Bryn took a deep breath, then rose smoothly into the air. Flying took a lot of concentration—flying slowly and hovering were even harder. These were impossible feats in the real world, and undertaking the impossible in Somnus required a dreamwalker to achieve a complete disconnection from his real-world self. It took huge mental effort, and that was not something Bryn had ever really excelled in. While he had a certain natural ability that had put him ahead of other new dreamwalkers when he’d first arrived in Somnus, he’d later found it difficult to develop those natural abilities to the higher level Dylan and Finn had achieved.
Today, though, Bryn’s elevation was smooth, and he managed a controlled glide over the treetops as he carefully scanned the ground below.

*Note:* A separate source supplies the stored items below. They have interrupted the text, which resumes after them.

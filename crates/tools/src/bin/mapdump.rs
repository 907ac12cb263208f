//! One-shot map dump: generate a map from command-line parameters, print it
//! through the ASCII renderer, and optionally write the wire JSON to a file.

use std::fs;

use anyhow::{Context, Result, bail};
use clap::Parser;
use warren_core::render::{RenderOptions, render};
use warren_core::{GeneratorKind, MapRequest, generate, wire};

#[derive(Parser)]
#[command(author, version, about, long_about = None)]
struct Args {
    /// Generator kind: room, passage or walk
    #[arg(short, long, default_value = "passage")]
    kind: String,
    /// Map width
    #[arg(long, default_value_t = 30)]
    width: usize,
    /// Map height
    #[arg(long, default_value_t = 30)]
    height: usize,
    /// Minimum room count (passage kind)
    #[arg(long, default_value_t = 4)]
    min_rooms: usize,
    /// Maximum room count (passage kind)
    #[arg(long, default_value_t = 8)]
    max_rooms: usize,
    /// Seed; omit for a fresh one
    #[arg(short, long)]
    seed: Option<u64>,
    /// Colour the rendered map with ANSI codes
    #[arg(long, default_value_t = false)]
    color: bool,
    /// Also write the map JSON to this path
    #[arg(long)]
    json: Option<String>,
}

fn main() -> Result<()> {
    let args = Args::parse();
    let kind = match args.kind.as_str() {
        "room" => GeneratorKind::RoomBased,
        "passage" => GeneratorKind::Passage,
        "walk" => GeneratorKind::RandomWalk,
        other => bail!("unknown generator '{other}' (room, passage, walk)"),
    };

    let request = MapRequest {
        kind,
        width: args.width,
        height: args.height,
        min_rooms: args.min_rooms,
        max_rooms: args.max_rooms,
        seed: args.seed,
    };
    let map = generate(&request).context("map generation failed")?;

    let seed = map.metadata.get("seed").cloned().unwrap_or_default();
    println!("{} (seed {seed})", map.name);
    println!("{}", render(&map, RenderOptions { color: args.color })?);

    if let Some(path) = args.json {
        let payload = wire::to_json(&map).context("map serialisation failed")?;
        fs::write(&path, payload).with_context(|| format!("failed to write {path}"))?;
        println!("wrote {path}");
    }
    Ok(())
}
impl Walker<'_> {
    /// The 3x3 anchor room at map centre, with one door at the centre of
    /// each wall. All four doors start out as stubs.
    fn place_anchor_room(&mut self) {
        let center = self.anchor_center;
        let room = RoomRect::new(center.x - 1, center.y - 1, ANCHOR_ROOM_SIZE, ANCHOR_ROOM_SIZE);
        rooms::paint_rect_room(&mut self.map, room);
        for direction in Direction::ALL {
            let door_pos = center.step(direction);
            self.map
                .cell_mut(door_pos)
                .expect("the anchor room fits every legal map")
                .set_door(direction, true);
            self.stubs.push(DoorStub { pos: door_pos, direction });
        }
    }

    /// Drains the stub queue front-first. End rooms placed along the way
    /// push fresh stubs, so the loop runs until the map is closed.
    fn drain_stubs(&mut self) {
        while !self.stubs.is_empty() {
            let stub = self.stubs.remove(0);
            self.launch_from_stub(stub);
        }
    }

    fn launch_from_stub(&mut self, stub: DoorStub) {
        let stub_cell = self.map.cell(stub.pos).expect("stub cells are on the map");
        if !stub_cell.has_door(stub.direction) {
            return; // the door was evicted by a later entry door
        }
        let outside = stub.pos.step(stub.direction);
        if !self.map.in_inner_bounds(outside) {
            // A door that cannot open into the playfield is un-placed; the
            // wall it sat in stays.
            self.map
                .cell_mut(stub.pos)
                .expect("stub cells are on the map")
                .set_door(stub.direction, false);
            return;
        }
        if !self.map.is_empty_at(outside) {
            return; // another walk already carved the far side
        }
        self.carve(outside);
        self.run_walk(outside, stub.direction);
    }

    fn carve(&mut self, pos: Pos) {
        self.map.cell_mut(pos).expect("walks stay on the map").carve();
    }

    /// One corridor walk. Terminates by striking a wall (door or dead-end),
    /// running out of playfield, or electing to stop and place an end room;
    /// afterwards each recorded turn point may branch a fresh walk in the
    /// direction the original walk did not take.
    fn run_walk(&mut self, start: Pos, start_direction: Direction) {
        let mut pos = start;
        let mut direction = start_direction;
        let mut last_turn: Option<Turn> = None;
        let mut total_steps = 0_usize;
        let mut turn_points: Vec<(Pos, Direction)> = Vec::new();

        loop {
            let next = pos.step(direction);
            if !self.map.in_inner_bounds(next) {
                break; // dead-ends at the rim; the border pass walls it off
            }

            let next_cell = self.map.cell(next).expect("inner playfield is in bounds");
            if !next_cell.is_empty() {
                let facing = direction.opposite();
                if next_cell.has_wall(facing) {
                    if self.door_spacing_ok(next, facing) {
                        // Struck a room wall: cut a door through it.
                        self.map
                            .cell_mut(next)
                            .expect("in bounds")
                            .set_door(facing, true);
                        self.map.cell_mut(pos).expect("in bounds").set_door(direction, true);
                    } else {
                        self.map.cell_mut(pos).expect("in bounds").set_wall(direction, true);
                    }
                } else {
                    // Open carved cell in the way: treat it as a wall.
                    self.map.cell_mut(pos).expect("in bounds").set_wall(direction, true);
                    self.map.cell_mut(next).expect("in bounds").set_wall(facing, true);
                }
                break;
            }

            self.carve(next);
            pos = next;
            total_steps += 1;

            if total_steps >= MIN_WALK_STEPS {
                let progress = (total_steps - MIN_WALK_STEPS) as f64
                    / (MAX_POSSIBLE_STEPS - MIN_WALK_STEPS) as f64;
                let continue_chance = INITIAL_CONTINUE_CHANCE * (1.0 - progress);
                if self.rng.next_f64() > continue_chance {
                    self.place_end_room(pos, direction);
                    break;
                }
            }

            if self.rng.chance(TURN_CHANCE) {
                let turn = match last_turn {
                    Some(Turn::Left) => Turn::Right,
                    Some(Turn::Right) => Turn::Left,
                    None => {
                        if self.rng.coin() {
                            Turn::Left
                        } else {
                            Turn::Right
                        }
                    }
                };
                turn_points.push((pos, direction.turned(turn.opposite())));
                direction = direction.turned(turn);
                last_turn = Some(turn);
            }
        }

        for (branch_pos, branch_direction) in turn_points {
            if self.rng.chance(BRANCH_CHANCE) {
                self.run_walk(branch_pos, branch_direction);
            }
        }
    }

    /// Places a terminal room abutting the walk's final cell, shrinking the
    /// dimension parallel to the heading until it fits or gives up.
    fn place_end_room(&mut self, terminus: Pos, heading: Direction) {
        let mut room_width = self.rng.range_i32(MIN_END_ROOM_SIZE, MAX_END_ROOM_SIZE + 1);
        let mut room_height = self.rng.range_i32(MIN_END_ROOM_SIZE, MAX_END_ROOM_SIZE + 1);

        loop {
            let room = end_room_rect(terminus, heading, room_width, room_height);
            if self.room_fits(room) {
                rooms::paint_rect_room(&mut self.map, room);
                self.add_end_room_doors(room, heading.opposite());

                // The entry door evicts earlier doors that would crowd its
                // wall runs. The anchor room's four doors are never evicted;
                // an entry that would crowd one is dropped instead.
                let entry = terminus.step(heading);
                self.evict_conflicting_doors(entry, heading.opposite());
                self.evict_conflicting_doors(terminus, heading);
                if self.door_spacing_ok(entry, heading.opposite())
                    && self.door_spacing_ok(terminus, heading)
                {
                    self.map
                        .cell_mut(entry)
                        .expect("the room face abuts the terminus")
                        .set_door(heading.opposite(), true);
                    self.map.cell_mut(terminus).expect("in bounds").set_door(heading, true);
                }
                return;
            }

            if heading.is_horizontal() {
                room_width -= 1;
                if room_width < MIN_END_ROOM_SIZE {
                    break;
                }
            } else {
                room_height -= 1;
                if room_height < MIN_END_ROOM_SIZE {
                    break;
                }
            }
        }

        // No room fits: plain dead end.
        self.map.cell_mut(terminus).expect("in bounds").set_wall(heading, true);
    }

    fn room_fits(&self, room: RoomRect) -> bool {
        room.cells().all(|pos| self.map.in_inner_bounds(pos) && self.map.is_empty_at(pos))
    }

    /// Random doors on every wall except the entry wall. The chance drops
    /// near the map edge, and a door is skipped when another same-direction
    /// door sits within the spacing window along the wall line. Accepted
    /// doors become stubs for later walks to resolve.
    fn add_end_room_doors(&mut self, room: RoomRect, entry_wall: Direction) {
        let map_width = self.map.width() as i32;
        let map_height = self.map.height() as i32;
        for (pos, direction) in wall_interior_positions(room) {
            if direction == entry_wall {
                continue;
            }
            let edge_distance =
                pos.x.min(pos.y).min(map_width - 1 - pos.x).min(map_height - 1 - pos.y);
            let shortfall = (MIN_WALL_DISTANCE_FROM_EDGE - edge_distance).max(0);
            let penalty = f64::from(shortfall) * EDGE_DOOR_REDUCTION;
            let door_chance = (ADDITIONAL_DOOR_CHANCE - penalty).max(0.0);
            if !self.rng.chance(door_chance) {
                continue;
            }
            if !self.door_spacing_ok(pos, direction) {
                continue;
            }
            self.map.cell_mut(pos).expect("room cells are in bounds").set_door(direction, true);
            self.stubs.push(DoorStub { pos, direction });
        }
    }

    /// Clears any door facing `direction` within the spacing window of
    /// `pos` along the wall line, on both sides of its edge. The wall the
    /// door sat in stays.
    fn evict_conflicting_doors(&mut self, pos: Pos, direction: Direction) {
        let along =
            if direction.is_horizontal() { Direction::North } else { Direction::East };
        let (dx, dy) = along.offset();
        for offset in 1..=MIN_DOOR_SPACING * 2 {
            for sign in [1_i32, -1] {
                let probe = Pos::new(pos.x + dx * offset * sign, pos.y + dy * offset * sign);
                if probe == self.anchor_center.step(direction) {
                    continue; // the four anchor doors are never evicted
                }
                if self.map.cell(probe).is_some_and(|cell| cell.has_door(direction)) {
                    self.map.cell_mut(probe).expect("probe was read").set_door(direction, false);
                    if let Some(partner) = self.map.cell_mut(probe.step(direction)) {
                        partner.set_door(direction.opposite(), false);
                    }
                }
            }
        }
    }

    /// True when no door facing `direction` lies within
    /// `MIN_DOOR_SPACING * 2` cells of `pos` along the wall line.
    fn door_spacing_ok(&self, pos: Pos, direction: Direction) -> bool {
        let along =
            if direction.is_horizontal() { Direction::North } else { Direction::East };
        let (dx, dy) = along.offset();
        for offset in 1..=MIN_DOOR_SPACING * 2 {
            for sign in [1_i32, -1] {
                let probe = Pos::new(pos.x + dx * offset * sign, pos.y + dy * offset * sign);
                if self.map.cell(probe).is_some_and(|cell| cell.has_door(direction)) {
                    return false;
                }
            }
        }
        true
    }

    /// Final passes: wall every carved cell against empty space and the rim,
    /// then mirror wall and door flags across shared edges so both sides of
    /// every edge agree.
    fn seal(&mut self) {
        apply_border_walls(&mut self.map);
        self.mirror_shared_edges();
    }

    fn mirror_shared_edges(&mut self) {
        for y in 0..self.map.height() as i32 {
            for x in 0..self.map.width() as i32 {
                let pos = Pos::new(x, y);
                if self.map.is_empty_at(pos) {
                    continue;
                }
                for direction in [Direction::East, Direction::North] {
                    let neighbour = pos.step(direction);
                    if self.map.is_empty_at(neighbour) {
                        continue;
                    }
                    let opposite = direction.opposite();
                    let near = self.map.cell(pos).expect("in bounds");
                    let far = self.map.cell(neighbour).expect("in bounds");
                    let wall = near.has_wall(direction) || far.has_wall(opposite);
                    let door = near.has_door(direction) || far.has_door(opposite);
                    if wall {
                        self.map.cell_mut(pos).expect("in bounds").set_wall(direction, true);
                        self.map
                            .cell_mut(neighbour)
                            .expect("in bounds")
                            .set_wall(opposite, true);
                    }
                    if door {
                        self.map.cell_mut(pos).expect("in bounds").set_door(direction, true);
                        self.map
                            .cell_mut(neighbour)
                            .expect("in bounds")
                            .set_door(opposite, true);
                    }
                }
            }
        }
    }
}
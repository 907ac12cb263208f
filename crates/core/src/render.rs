//! ASCII rendering of dungeon maps.
//!
//! Every cell becomes a 3x2 character block: the top row carries the north
//! edge and its corner pieces, the bottom row carries the west edge, the
//! floor glyph and the east edge. South edges are painted into the row
//! below only where no southern neighbour will draw them itself, and the
//! canvas keeps one extra row so the map's bottom edge closes. Rows print
//! from high `y` to low `y`, so north is up on screen.

use std::error::Error;
use std::fmt;

use crate::mapgen::model::{Cell, DungeonMap};
use crate::types::{Direction, Pos};

const FLOOR: char = '·';
const WALL_HORIZONTAL: char = '─';
const WALL_VERTICAL: char = '│';
const DOOR_HORIZONTAL: char = '═';
const DOOR_VERTICAL: char = '║';
const CORNER_NW: char = '┌';
const CORNER_NE: char = '┐';
const CORNER_SW: char = '└';
const CORNER_SE: char = '┘';

const COLOR_WALL: &str = "\x1b[90m";
const COLOR_DOOR: &str = "\x1b[33m";
const COLOR_FLOOR: &str = "\x1b[97m";
const COLOR_RESET: &str = "\x1b[0m";

/// Renderer precondition failure: zero dimensions or a cell array that does
/// not match `width * height`.
#[derive(Clone, Debug, PartialEq, Eq)]
pub struct InvalidMap {
    pub reason: String,
}

impl fmt::Display for InvalidMap {
    fn fmt(&self, f: &mut fmt::Formatter<'_>) -> fmt::Result {
        write!(f, "invalid map: {}", self.reason)
    }
}

impl Error for InvalidMap {}

#[derive(Clone, Copy, Debug, Default)]
pub struct RenderOptions {
    /// Emit ANSI colour codes: dark-grey walls, yellow doors, white floors.
    pub color: bool,
}

#[derive(Clone, Copy, PartialEq, Eq)]
enum Paint {
    Blank,
    Floor,
    Wall,
    Door,
}

impl Paint {
    fn color(self) -> &'static str {
        match self {
            Paint::Blank => COLOR_RESET,
            Paint::Floor => COLOR_FLOOR,
            Paint::Wall => COLOR_WALL,
            Paint::Door => COLOR_DOOR,
        }
    }
}

/// Renders the map to a string, one canvas row per line.
pub fn render(map: &DungeonMap, options: RenderOptions) -> Result<String, InvalidMap> {
    validate(map)?;

    let columns = map.width() * 3;
    let rows = map.height() * 2 + 1;
    let mut canvas = vec![(' ', Paint::Blank); columns * rows];

    for y in 0..map.height() as i32 {
        for x in 0..map.width() as i32 {
            let pos = Pos::new(x, y);
            let cell = map.cell(pos).expect("iteration stays in bounds");
            if cell.is_empty() {
                continue;
            }
            paint_cell(map, pos, cell, &mut canvas, columns);
        }
    }

    let mut output = String::new();
    for row in 0..rows {
        if row > 0 {
            output.push('\n');
        }
        let mut current = Paint::Blank;
        for column in 0..columns {
            let (glyph, paint) = canvas[row * columns + column];
            if options.color && paint != current && glyph != ' ' {
                output.push_str(paint.color());
                current = paint;
            }
            output.push(glyph);
        }
        if options.color && current != Paint::Blank {
            output.push_str(COLOR_RESET);
        }
    }
    Ok(output)
}

fn validate(map: &DungeonMap) -> Result<(), InvalidMap> {
    if map.width() == 0 || map.height() == 0 {
        return Err(InvalidMap {
            reason: format!("dimensions {}x{} must be positive", map.width(), map.height()),
        });
    }
    let expected = map.width() * map.height();
    if map.cells().len() != expected {
        return Err(InvalidMap {
            reason: format!("expected {expected} cells, found {}", map.cells().len()),
        });
    }
    Ok(())
}

fn paint_cell(
    map: &DungeonMap,
    pos: Pos,
    cell: &Cell,
    canvas: &mut [(char, Paint)],
    columns: usize,
) {
    let base_row = (map.height() - 1 - pos.y as usize) * 2;
    let base_column = pos.x as usize * 3;
    let mut put = |row: usize, column: usize, glyph: char, paint: Paint| {
        if glyph != ' ' {
            canvas[row * columns + column] = (glyph, paint);
        }
    };

    let north = edge(cell, Direction::North);
    let east = edge(cell, Direction::East);
    let south = edge(cell, Direction::South);
    let west = edge(cell, Direction::West);

    // North edge row.
    put(base_row, base_column, corner(north.0, west.0, CORNER_NW), Paint::Wall);
    let (glyph, paint) = horizontal_edge(north);
    put(base_row, base_column + 1, glyph, paint);
    put(base_row, base_column + 2, corner(north.0, east.0, CORNER_NE), Paint::Wall);

    // Body row.
    let (glyph, paint) = vertical_edge(west);
    put(base_row + 1, base_column, glyph, paint);
    if cell.is_passable() {
        put(base_row + 1, base_column + 1, FLOOR, Paint::Floor);
    }
    let (glyph, paint) = vertical_edge(east);
    put(base_row + 1, base_column + 2, glyph, paint);

    // South edge row, only where no southern neighbour draws it as its own
    // north edge.
    if map.is_empty_at(pos.step(Direction::South)) {
        put(base_row + 2, base_column, corner(south.0, west.0, CORNER_SW), Paint::Wall);
        let (glyph, paint) = horizontal_edge(south);
        put(base_row + 2, base_column + 1, glyph, paint);
        put(base_row + 2, base_column + 2, corner(south.0, east.0, CORNER_SE), Paint::Wall);
    }
}

/// `(wall, door)` flags for one edge.
fn edge(cell: &Cell, direction: Direction) -> (bool, bool) {
    (cell.has_wall(direction), cell.has_door(direction))
}

fn corner(horizontal_wall: bool, vertical_wall: bool, both: char) -> char {
    match (horizontal_wall, vertical_wall) {
        (true, true) => both,
        (true, false) => WALL_HORIZONTAL,
        (false, true) => WALL_VERTICAL,
        (false, false) => ' ',
    }
}

fn horizontal_edge((wall, door): (bool, bool)) -> (char, Paint) {
    if door {
        (DOOR_HORIZONTAL, Paint::Door)
    } else if wall {
        (WALL_HORIZONTAL, Paint::Wall)
    } else {
        (' ', Paint::Blank)
    }
}

fn vertical_edge((wall, door): (bool, bool)) -> (char, Paint) {
    if door {
        (DOOR_VERTICAL, Paint::Door)
    } else if wall {
        (WALL_VERTICAL, Paint::Wall)
    } else {
        (' ', Paint::Blank)
    }
}
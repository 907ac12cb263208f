//! Structural checks over sealed maps. The generators are expected to
//! uphold these invariants on their own; this module exists so the test
//! suite and the soak harness can prove it for arbitrary seeds.

use crate::types::{Direction, Pos};

use super::model::DungeonMap;

/// Spacing floor between doors sharing a wall segment (walk maps).
const MIN_DOOR_SPACING: i32 = 2;

/// Invariants every generator must uphold: empty cells are impassable,
/// doors sit in walls, wall and door flags agree across shared edges, and
/// carved cells are walled against empty space and the rim. Returns one
/// finding per violation; an empty list means the map is sound.
pub fn check_structure(map: &DungeonMap) -> Vec<String> {
    let mut findings = Vec::new();

    for y in 0..map.height() as i32 {
        for x in 0..map.width() as i32 {
            let pos = Pos::new(x, y);
            let cell = map.cell(pos).expect("iteration stays in bounds");

            if cell.is_empty() && cell.is_passable() {
                findings.push(format!("{pos:?}: empty cell marked passable"));
            }
            for direction in Direction::ALL {
                if cell.has_door(direction) && !cell.has_wall(direction) {
                    findings.push(format!("{pos:?}: door without a wall to {direction:?}"));
                }
            }
            if cell.is_empty() {
                continue;
            }

            for direction in Direction::ALL {
                let neighbour = pos.step(direction);
                if map.is_empty_at(neighbour) {
                    if !cell.has_wall(direction) {
                        findings.push(format!(
                            "{pos:?}: faces empty space to {direction:?} without a wall"
                        ));
                    }
                    continue;
                }
                let far = map.cell(neighbour).expect("non-empty neighbour is in bounds");
                let opposite = direction.opposite();
                if cell.has_wall(direction) != far.has_wall(opposite) {
                    findings.push(format!("{pos:?}: one-sided wall to {direction:?}"));
                }
                if cell.has_door(direction) != far.has_door(opposite) {
                    findings.push(format!("{pos:?}: one-sided door to {direction:?}"));
                }
            }
        }
    }

    findings
}

/// Every door must open into carved space: no unresolved stubs. Holds for
/// the walk and passage generators; the room-based generator deliberately
/// leaves doors opening into nothing.
pub fn check_resolved_doors(map: &DungeonMap) -> Vec<String> {
    let mut findings = Vec::new();
    for y in 0..map.height() as i32 {
        for x in 0..map.width() as i32 {
            let pos = Pos::new(x, y);
            let cell = map.cell(pos).expect("iteration stays in bounds");
            for direction in Direction::ALL {
                if cell.has_door(direction) && map.is_empty_at(pos.step(direction)) {
                    findings.push(format!("{pos:?}: door to {direction:?} opens into nothing"));
                }
            }
        }
    }
    findings
}

/// Walk-map door spacing: along every contiguous run of same-direction
/// wall, two doors must keep at least `MIN_DOOR_SPACING` wall cells between
/// them.
pub fn check_door_spacing(map: &DungeonMap) -> Vec<String> {
    let mut findings = Vec::new();
    for direction in Direction::ALL {
        let horizontal_wall = !direction.is_horizontal();
        let (lines, length) = if horizontal_wall {
            (map.height(), map.width())
        } else {
            (map.width(), map.height())
        };
        for line in 0..lines as i32 {
            let mut last_door_at: Option<i32> = None;
            for along in 0..length as i32 {
                let pos = if horizontal_wall {
                    Pos::new(along, line)
                } else {
                    Pos::new(line, along)
                };
                let cell = map.cell(pos).expect("iteration stays in bounds");
                let on_run = !cell.is_empty() && cell.has_wall(direction);
                if !on_run {
                    last_door_at = None;
                    continue;
                }
                if cell.has_door(direction) {
                    if let Some(previous) = last_door_at {
                        if along - previous <= MIN_DOOR_SPACING {
                            findings.push(format!(
                                "{pos:?}: doors {} apart on one {direction:?} wall run",
                                along - previous
                            ));
                        }
                    }
                    last_door_at = Some(along);
                }
            }
        }
    }
    findings
}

At last he came upon Laszlo, sitting on the ground in the middle of a clearing, his head bowed, his hand worrying at something round his neck. The man was like no dreamwalker Bryn had ever seen, nor any drone. He sat there, alone, seemingly without purpose, without desire. He looked to be all at sea, at the mercy of tides he could not control and didn’t understand.
Bryn had just been telling Dylan he’d been an emotional, impulsive kid, and the truth was he was still like that, still lacking in control. His impulsiveness hadn’t come to an end that day with the dogs. No, he’d continued to make stupid decisions all through his adult years, both here and in the real world. The only difference now was that, these days, he was more consumed by regret afterwards.
Now that stupidity came on him again, and instead of shifting away when he saw the man who’d tried more than once to capture him in Somnus, he lowered his body a few feet from above the treetops to a lower elevation, coming to a halt on one of the stout upper branches of a sturdy tree.
Sitting himself down on that broad wooden limb, Bryn waited for Laszlo to notice him.
At first, Laszlo didn’t react to his presence at all, but after a while, his dark head lifted, in the way a dog’s head lifts when it scents something, and in one fluid movement, he stood up, unfolding his long limbs, and looked around.
When he spotted Bryn, his expression transformed. One moment it was no more than vaguely curious, the next it was intensely yearning.
“It’s you!” he said, and his voice cracked on the words.
“Hello, Laszlo,” Bryn said, mouth dry, heart thudding with fear and something else—anticipation, maybe. “Do you remember me today?”
Laszlo Grimm regarded him unhappily. Then he shook his head.
“No,” he said. “Do I know you? I feel as though, perhaps—”
His gaze locked with Bryn’s, and something flickered in his eyes. The next instant, his expression went strangely flat and he was launching himself at the tree, grabbing the lowest branch and swinging himself up before reaching for the next one, climbing so quickly that panic sent Bryn soaring upwards again, scratching himself on the branches above in his hurry to get way.
He only slowed when he was well above the canopy, wondering sickly if Laszlo could fly too, and if he did, how fast he would be.
He knew he should shift away now, be done with the man.
Instead he watched Laszlo climb ever higher, swallowing against his own dread but helpless to avert his gaze as the man balanced on a branch that looked far too flimsy for his bulk, then bent his knees with the plain intention of launching himself into the air at Bryn.
Shit, he’s actually going to do it!
And he did.
Laszlo leapt into the ether, his vivid blue gaze fixed on Bryn, electric bright with determination. For the briefest instant, Bryn thought the man was going to succeed. His body rose far beyond what any drone could ever manage, and for an instant, he hovered, reaching his hand towards Bryn, who floated ten or more feet above him.
Then he dropped.
He fell backwards, his face morphing from triumph to shock in the moment before it disappeared into the canopy of leaves, and then there was only the thwap and crack of branches as he crashed through the upper boughs, and the final sickening thud as he hit the ground.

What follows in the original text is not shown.